Weird that you’re taking all this time to call out people who focus their criticism on the Nazis, yet your post is completely silent on Ghenghis Khan. I can only conclude that you support rampant killing and pillaging since you don’t spend as much time calling them out as you do calling us out, since apparently that’s how you think logic works.
Alternatively, we can acknowledge the simple fact that it’s not necessary to make arguments about why Ghenghis Khan was bad if nobody is defending him around here, and by the same logic it isn’t necessary to argue about why the Republicans are bad when nobody is defending them around here.
The few times that I’ve seen a Trump supporter wander into Lemmy (and inevitably gotten ratio’d hard), I have attacked and criticized them. I can show my receipts if you like.
You can’t present receipts of me doing that. Maybe somebody at some point has made such a claim, but it’s generally a bullshit strawman.
If Ghengis Khan had been running for president of the United States last year, and I had been running around Lemmy yammering and biting my nails about what a problem Kamala Harris was, then fuck yes that would be weird. I think people should have called me out for it. Yes. That’s my point.
That is, in fact, exactly the reason why I think it’s stupid that these people were biting their nails so hard. Especially since the sum total of what they accomplished is to help put Ghengis in charge.
Sorry for interrupting your circlejerk, I guess. Apparently we’re supposed to spend a bunch of time talking about things that already have near-universal agreement here. I don’t find that particularly interesting or worthwhile.

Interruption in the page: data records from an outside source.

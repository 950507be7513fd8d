// Copyright © Canopy Foundation
// SPDX-License-Identifier: Apache-2.0

use crate::pre_handle::PreHandleResult;
use arc_swap::ArcSwapOption;
use canopy_types::{account::AccountId, timestamp::Timestamp};
use std::sync::Arc;

/// The opaque carrier the gossip layer delivers transactions in. The
/// `metadata` slot is the hand-off point between the two workflow stages:
/// pre-handle workers publish into it (first writer wins), the handle thread
/// reads it with acquire semantics and is the only one allowed to replace a
/// published result.
#[derive(Debug)]
pub struct TransactionEnvelope {
    raw_bytes: Vec<u8>,
    consensus_timestamp: Timestamp,
    is_system: bool,
    creator: AccountId,
    metadata: ArcSwapOption<PreHandleResult>,
}

impl TransactionEnvelope {
    pub fn user(raw_bytes: Vec<u8>, creator: AccountId, consensus_timestamp: Timestamp) -> Self {
        Self {
            raw_bytes,
            consensus_timestamp,
            is_system: false,
            creator,
            metadata: ArcSwapOption::empty(),
        }
    }

    /// A platform-internal transaction; both workflows skip it untouched.
    pub fn system(raw_bytes: Vec<u8>, creator: AccountId, consensus_timestamp: Timestamp) -> Self {
        Self {
            is_system: true,
            ..Self::user(raw_bytes, creator, consensus_timestamp)
        }
    }

    pub fn raw_bytes(&self) -> &[u8] {
        &self.raw_bytes
    }

    pub fn consensus_timestamp(&self) -> Timestamp {
        self.consensus_timestamp
    }

    pub fn is_system(&self) -> bool {
        self.is_system
    }

    /// The account of the node that submitted this envelope to gossip; the
    /// account charged when the transaction fails due diligence.
    pub fn creator(&self) -> AccountId {
        self.creator
    }

    pub fn metadata(&self) -> Option<Arc<PreHandleResult>> {
        self.metadata.load_full()
    }

    /// Publishes a pre-handle result unless one is already present. Racing
    /// workers settle here: exactly one wins, the rest drop their result.
    pub fn set_metadata_if_absent(&self, result: Arc<PreHandleResult>) -> bool {
        let previous = self
            .metadata
            .compare_and_swap(&None::<Arc<PreHandleResult>>, Some(result));
        previous.is_none()
    }

    /// Unconditional replacement; reserved to the handle thread, which is
    /// the only consumer and re-runs pre-handle for stale results.
    pub fn replace_metadata(&self, result: Arc<PreHandleResult>) {
        self.metadata.store(Some(result));
    }
}

/// One gossip event inside a round, carrying the envelopes its creator
/// submitted.
#[derive(Debug)]
pub struct ConsensusEvent {
    creator: AccountId,
    transactions: Vec<Arc<TransactionEnvelope>>,
}

impl ConsensusEvent {
    pub fn new(creator: AccountId, transactions: Vec<Arc<TransactionEnvelope>>) -> Self {
        Self {
            creator,
            transactions,
        }
    }

    pub fn creator(&self) -> AccountId {
        self.creator
    }

    pub fn transactions(&self) -> &[Arc<TransactionEnvelope>] {
        &self.transactions
    }
}

/// A batch of events assigned one consensus order by the gossip layer.
#[derive(Debug)]
pub struct Round {
    number: u64,
    events: Vec<ConsensusEvent>,
}

impl Round {
    pub fn new(number: u64, events: Vec<ConsensusEvent>) -> Self {
        Self { number, events }
    }

    pub fn number(&self) -> u64 {
        self.number
    }

    pub fn events(&self) -> &[ConsensusEvent] {
        &self.events
    }

    /// Visits every transaction of the round in consensus order.
    pub fn for_each_event_transaction(
        &self,
        mut visit: impl FnMut(&ConsensusEvent, &Arc<TransactionEnvelope>),
    ) {
        for event in &self.events {
            for transaction in event.transactions() {
                visit(event, transaction);
            }
        }
    }

    /// All envelopes of the round, in consensus order.
    pub fn transactions(&self) -> impl Iterator<Item = &Arc<TransactionEnvelope>> {
        self.events.iter().flat_map(|event| event.transactions().iter())
    }
}
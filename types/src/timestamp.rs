// Copyright © Canopy Foundation
// SPDX-License-Identifier: Apache-2.0

use serde::{Deserialize, Serialize};
use std::{
    fmt,
    time::{Duration, SystemTime, UNIX_EPOCH},
};

pub const NANOS_PER_SECOND: u32 = 1_000_000_000;

/// A nanosecond-precision point in time, as assigned by consensus or carried
/// in a transaction id. Total order is (seconds, nanos).
#[derive(
    Clone, Copy, Debug, Default, Deserialize, Eq, Hash, Ord, PartialEq, PartialOrd, Serialize,
)]
pub struct Timestamp {
    pub seconds: i64,
    pub nanos: u32,
}

impl Timestamp {
    pub fn new(seconds: i64, nanos: u32) -> Self {
        Self {
            seconds: seconds + (nanos / NANOS_PER_SECOND) as i64,
            nanos: nanos % NANOS_PER_SECOND,
        }
    }

    pub fn from_secs(seconds: i64) -> Self {
        Self { seconds, nanos: 0 }
    }

    /// Wall-clock now, truncated to the epoch-based representation.
    pub fn now() -> Self {
        let since_epoch = SystemTime::now()
            .duration_since(UNIX_EPOCH)
            .unwrap_or(Duration::ZERO);
        Self {
            seconds: since_epoch.as_secs() as i64,
            nanos: since_epoch.subsec_nanos(),
        }
    }

    pub fn saturating_add_secs(self, secs: i64) -> Self {
        Self {
            seconds: self.seconds.saturating_add(secs),
            nanos: self.nanos,
        }
    }

    pub fn saturating_sub_secs(self, secs: i64) -> Self {
        self.saturating_add_secs(-secs)
    }

    /// Advances by `nanos`, carrying into the seconds field.
    pub fn saturating_add_nanos(self, nanos: u64) -> Self {
        let total = self.nanos as u64 + nanos;
        Self {
            seconds: self.seconds.saturating_add((total / NANOS_PER_SECOND as u64) as i64),
            nanos: (total % NANOS_PER_SECOND as u64) as u32,
        }
    }
}

impl fmt::Display for Timestamp {
    fn fmt(&self, f: &mut fmt::Formatter<'_>) -> fmt::Result {
        write!(f, "{}.{:09}", self.seconds, self.nanos)
    }
}
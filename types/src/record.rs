// Copyright © Canopy Foundation
// SPDX-License-Identifier: Apache-2.0

use crate::{
    response_code::ResponseCode,
    timestamp::Timestamp,
    transaction::{AccountAmount, TransactionId},
};
use serde::{Deserialize, Serialize};

#[derive(Clone, Copy, Debug, Deserialize, Eq, PartialEq, Serialize)]
pub struct TransactionReceipt {
    pub status: ResponseCode,
}

/// The externally visible outcome of one handled transaction. Every
/// transaction that reaches the handle workflow emits exactly one record,
/// successful or not, and all honest nodes emit byte-identical ones.
#[derive(Clone, Debug, Deserialize, Eq, PartialEq, Serialize)]
pub struct TransactionRecord {
    pub transaction_id: TransactionId,
    pub receipt: TransactionReceipt,
    pub consensus_timestamp: Timestamp,
    pub memo: String,
    /// Total fee collected for this transaction, in tinybars.
    pub transaction_fee: u64,
    /// Net balance adjustments applied, fee movements included.
    pub transfers: Vec<AccountAmount>,
}

impl TransactionRecord {
    pub fn status(&self) -> ResponseCode {
        self.receipt.status
    }
}
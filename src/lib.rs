pub mod max_queue;
pub mod sliding_max;

pub use max_queue::{EmptyQueueError, MaxQueue};
pub use sliding_max::{sliding_max, Elem, Queue, Rescan, SlidingMax, SlidingMaxExtension};

use rand_chacha::{
    rand_core::{RngCore, SeedableRng},
    ChaChaRng,
};

/// Generate random values from a fixed seed.
pub fn generate_random_values(n: usize, seed: u64) -> Vec<u64> {
    let mut rng = ChaChaRng::seed_from_u64(seed);
    (0..n).map(|_| rng.next_u64()).collect()
}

I’m not saying that everyone should have spent all their time on Lemmy agreeing with each other that Ghengis was bad. I’m saying that spending all our time leading up to that election talking about what a problem Kamala Harris was, and how we shouldn’t vote for her, would be weird and suspicious in precisely 100% the exact same fashion as what people were actually doing. Thank you for making my point for me, in fact, that’s a really good analogy to explain it.